Le belge Nyrstar réactive la fonderie de zinc Budel aux Pays-Bas après une période d'entretien et de maintenance de quatre mois.

La société, contrôlée par la société de commerce international Trafigura, a déclaré que l'amélioration des conditions du marché et le rétablissement d'un programme néerlandais d'aide aux coûts énergétiques permettront à l'usine de redémarrer plus tard ce mois-ci, mais pas à sa pleine capacité annuelle de 315 000 tonnes.

Il s'agit de la deuxième fonderie européenne à ne plus être entretenue cette année après que Glencore a rallumé sa fonderie de Nordenham, en Allemagne, d'une capacité de 165 000 tonnes par an, en février.

Le marché du zinc semble avoir pris la nouvelle avec sérénité. Le métal sur trois mois du London Metal Exchange (LME) a ​​atteint mardi un sommet sur 13 mois à 2 974 dollars la tonne. Il se négocie actuellement juste en dessous de ce niveau, à 2 880 $.

Le zinc est soutenu par le flux plus large d’investissements dans le secteur des métaux de base. Mais le discours sur le zinc a également changé, l’attention étant passée des contraintes des fonderies aux problèmes d’approvisionnement des mines.

Évaluation ILZSG des équilibres du marché du zinc
Évaluation ILZSG des équilibres du marché du zinc

Un marché plus tendu que prévu

Les frais de traitement des fonderies se sont effondrés cette année, signalant une diminution de la disponibilité des concentrés extraits.

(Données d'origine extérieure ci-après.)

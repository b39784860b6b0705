//! Coordinator-side connection to one worker.

use std::time::Duration;

use crazys3_transport::message::serialize_message;
use crazys3_transport::{dial, Opcode, Result, RpcClient, RpcClientConfig, RpcStats};
use crazys3_worker::{ExecutionRequest, JobKind, SessionAck, SessionRequest, TaskStatus};
use tracing::{debug, info};

/// An open RPC connection to a worker.
pub struct WorkerHandle {
    address: String,
    client: RpcClient,
}

impl WorkerHandle {
    /// Connects to the worker at `address`.
    pub async fn connect(
        address: &str,
        connect_timeout: Duration,
        rpc_timeout: Duration,
    ) -> Result<Self> {
        let conn = dial(address, connect_timeout).await?;
        let client = RpcClient::new(
            conn,
            RpcClientConfig {
                response_timeout_ms: rpc_timeout.as_millis() as u64,
            },
        );
        info!(worker = address, "connected to worker");
        Ok(Self {
            address: address.to_string(),
            client,
        })
    }

    /// The configured worker address.
    pub fn address(&self) -> &str {
        &self.address
    }

    /// Installs a storage session on the worker.
    pub async fn open_session(&self, request: &SessionRequest) -> Result<SessionAck> {
        self.client.call_message(Opcode::SessionInfo, request).await
    }

    /// Arms a job of `kind`.
    pub async fn start_job(&self, kind: JobKind) -> Result<()> {
        self.client.call_message(kind.start_opcode(), &()).await
    }

    /// Submits one batch for `kind`.
    pub async fn submit(&self, kind: JobKind, batch: &[ExecutionRequest]) -> Result<()> {
        let payload = serialize_message(&batch)?;
        debug!(worker = %self.address, entries = batch.len(), bytes = payload.len(), "sending batch");
        self.client.call(kind.submit_opcode(), payload).await?;
        Ok(())
    }

    /// Polls the worker's job status.
    pub async fn task_status(&self) -> Result<TaskStatus> {
        self.client.call_message(Opcode::TaskStatus, &()).await
    }

    /// Stops the worker's current job and waits until its executors exit.
    /// Returns false when the worker had no job to stop.
    pub async fn abort_job(&self) -> Result<bool> {
        self.client.call_message(Opcode::AbortJob, &()).await
    }

    /// Frame counters of this connection.
    pub fn rpc_stats(&self) -> RpcStats {
        self.client.stats()
    }

    /// Liveness check; the worker echoes the payload.
    pub async fn heartbeat(&self) -> Result<()> {
        self.client.call(Opcode::Heartbeat, Vec::new()).await?;
        Ok(())
    }

    /// Closes the connection.
    pub async fn close(self) {
        self.client.shutdown().await;
        info!(worker = %self.address, "closed worker connection");
    }
}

Les conditions de référence de cette année ont été fixées à 165 dollars la tonne, contre 274 dollars en 2023. Cela semble déjà généreux pour les fonderies. Les conditions spot pour la livraison des importations chinoises ont chuté à 30-50 dollars, le plus bas depuis 2018, selon l'agence d'évaluation des prix Fastmarkets.

C’est le point culminant de deux années de baisse de la production minière. La production minière mondiale a diminué de 2,3 % en 2022 et de 1,2 % supplémentaire en 2023, selon l'International Lead and Zinc Study Group (ILZSG).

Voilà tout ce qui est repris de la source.